Flossie Soudo was black, and she was sassy. She was the reason he was a preacher.
When he was ten, his momma took one too many pills. His me maw raised her hand in the funeral service, amen, hallelujah, and
praised the Lord she could raise two little devil’s spawn boys to fear God. His daddy didn’t have nothin’
to say about it, being’s he was in prison at the time, but his brother Raymond yowled about it. They sent him to some
school somewhere and Leonard didn’t see him again.
Me maw Flossie, she never laid a hand on him. Didn’t need to.
“I’ll preach the meanness out of you, boy,” she’d
said over and over. Flossie’d preached and he learned not to be mean…when she was around. He learned something
else, too: people smiled and made over a good lookin’ black boy who knew the Word. They were willing to part with a
few dollars to help out a kid fixin’ to be a preacher.
Me maw Flossie didn’t care.
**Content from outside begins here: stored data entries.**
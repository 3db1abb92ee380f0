use crate::id::ItemTypeId;
use serde::{Deserialize, Serialize};
use std::collections::BTreeMap;

/// A stack of fungible items.
#[derive(Debug, Clone, Copy, PartialEq, Eq, Serialize, Deserialize)]
pub struct ItemStack {
    pub item_type: ItemTypeId,
    pub quantity: u32,
}

impl ItemStack {
    pub fn new(item_type: ItemTypeId, quantity: u32) -> Self {
        Self { item_type, quantity }
    }
}

/// A slotted inventory. Each slot holds at most one stack of at most
/// `stack_limit` items.
#[derive(Debug, Clone, PartialEq, Eq, Serialize, Deserialize)]
pub struct Inventory {
    slots: Vec<Option<ItemStack>>,
    stack_limit: u32,
}

impl Inventory {
    pub fn new(slot_count: usize, stack_limit: u32) -> Self {
        Self {
            slots: vec![None; slot_count],
            stack_limit,
        }
    }

    pub fn slots(&self) -> &[Option<ItemStack>] {
        &self.slots
    }

    pub fn stack_limit(&self) -> u32 {
        self.stack_limit
    }

    /// Add items, topping up existing stacks of the same type before using
    /// empty slots. Returns the amount that didn't fit.
    #[must_use = "overflow count indicates items that did not fit"]
    pub fn add(&mut self, item_type: ItemTypeId, quantity: u32) -> u32 {
        let mut remaining = quantity;

        for stack in self.slots.iter_mut().flatten() {
            if remaining == 0 {
                break;
            }
            if stack.item_type == item_type {
                let to_add = remaining.min(self.stack_limit.saturating_sub(stack.quantity));
                stack.quantity += to_add;
                remaining -= to_add;
            }
        }

        for slot in self.slots.iter_mut() {
            if remaining == 0 {
                break;
            }
            if slot.is_none() {
                let to_add = remaining.min(self.stack_limit);
                *slot = Some(ItemStack::new(item_type, to_add));
                remaining -= to_add;
            }
        }

        remaining
    }

    /// Remove items, draining the last matching slot first. Returns the
    /// amount actually removed.
    #[must_use = "returns the quantity actually removed, which may be less than requested"]
    pub fn remove(&mut self, item_type: ItemTypeId, quantity: u32) -> u32 {
        let mut remaining = quantity;

        for slot in self.slots.iter_mut().rev() {
            if remaining == 0 {
                break;
            }
            let emptied = match slot.as_mut() {
                Some(stack) if stack.item_type == item_type => {
                    let to_remove = remaining.min(stack.quantity);
                    stack.quantity -= to_remove;
                    remaining -= to_remove;
                    stack.quantity == 0
                }
                _ => false,
            };
            if emptied {
                *slot = None;
            }
        }

        quantity - remaining
    }

    /// How many more of `item_type` would fit.
    pub fn space_for(&self, item_type: ItemTypeId) -> u32 {
        self.slots
            .iter()
            .map(|slot| match slot {
                None => self.stack_limit,
                Some(stack) if stack.item_type == item_type => {
                    self.stack_limit.saturating_sub(stack.quantity)
                }
                Some(_) => 0,
            })
            .fold(0u32, |acc, v| acc.saturating_add(v))
    }

    /// Get quantity of a specific item type.
    pub fn quantity(&self, item_type: ItemTypeId) -> u32 {
        self.slots
            .iter()
            .flatten()
            .filter(|s| s.item_type == item_type)
            .map(|s| s.quantity)
            .sum()
    }

    /// Total items across all types.
    pub fn total(&self) -> u32 {
        self.slots.iter().flatten().map(|s| s.quantity).sum()
    }

    /// Item counts keyed by type.
    pub fn contents(&self) -> BTreeMap<ItemTypeId, u32> {
        let mut contents = BTreeMap::new();
        for stack in self.slots.iter().flatten() {
            *contents.entry(stack.item_type).or_insert(0) += stack.quantity;
        }
        contents
    }

    pub fn is_empty(&self) -> bool {
        self.slots.iter().all(Option::is_none)
    }
}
She just knew his grades were good, real
good, and he spent a lot of time reading his Bible. Amen. Hallelujah. She was proud and she told him so.
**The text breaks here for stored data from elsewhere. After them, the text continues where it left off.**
//! Seeded SplitMix64 stream spreading cluster tick offsets.

/// Draws tick offsets for freshly built clusters. The same seed and build
/// order always produce the same offsets.
#[derive(Debug, Clone)]
pub struct OffsetRng {
    state: u64,
}

impl OffsetRng {
    pub fn new(seed: u64) -> Self {
        Self { state: seed }
    }

    fn next_u64(&mut self) -> u64 {
        self.state = self.state.wrapping_add(0x9E37_79B9_7F4A_7C15);
        let mut z = self.state;
        z = (z ^ (z >> 30)).wrapping_mul(0xBF58_476D_1CE4_E5B9);
        z = (z ^ (z >> 27)).wrapping_mul(0x94D0_49BB_1331_11EB);
        z ^ (z >> 31)
    }

    /// An offset in `[0, max_delay)`. Delays of 0 or 1 need no offset and do
    /// not advance the stream.
    pub fn offset(&mut self, max_delay: u64) -> u64 {
        if max_delay <= 1 {
            return 0;
        }
        self.next_u64() % max_delay
    }
}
He two-stepped in the middle of the room, pausing to look out the window at
his shorts-clad neighbor raising the hatch of her Lincoln Navigator. “I like my women just like my coffee. Sometimes
hot and black, sometimes with white sugar and cream.”
The phone interrupted. He reached it on the second ring.
“See the news?”
“Is this Wilson? Yeah. They looked good, yes? The cops didn’t have a chance. When God is for you, who can
be against you.”
“God, and the guys with the bucks. Sanchez called. That pile of junk he drives
petered out on ‘em halfway to Thornton. They had to call back and get Lambert to pick ‘em up. Said they were sweatin’
it, sittin’ on the side of the road waitin’. Couldn’t afford to have State Patrol nose around.”
Leonard whistled softly. “Those boys sure know how to make an afternoon
exciting. But they got there, right?”
“They got there.”
“And the charge is set?”
“6:15.”
“You’re sure nobody’s going to be there.”
“It’s Sunday, Preach. Who’s going to be in a place like
that on a Sunday night? Take you… you’re goin’ to be behind that big, shiny pulpit of yours encouraging
the righteous.”
“Yes. Well, if anything happens, call me at the number on the website,
not the church number.”
“Nothin’s goin’ to happen. Beyond the boom, that is. But
when that old guy, Sorkin, hears about it, he’ll close his doors for sure. We’ll get these guys shakin’
in their boots.”
“Amen, Hallelujah.”
Soudo hung up and barefooted across the gold carpet to retrieve his shoes.
He slipped them on, double-knotted the laces. Me maw Flossie taught him that. Kept the shoestrings from dragging, getting
caught in the sandburs plaguing the field they crossed on their way to church.
Her image came before him, heavy joweled, painted lips, bright eyes missing
nothing.
“You’d be proud of your boy for trying to bring down those Rolex-watch
baby killers anyway, Me maw. Even if the other part...”
For just an instant something pinched in his heart. He cocked his head, sucked
in breath at the feeling. Then it was gone. Across the street, the neighbor had lowered herself into the driver’s seat
of the Navigator and was pulling in her tanned legs.
“Yessir. Just like my coffee.”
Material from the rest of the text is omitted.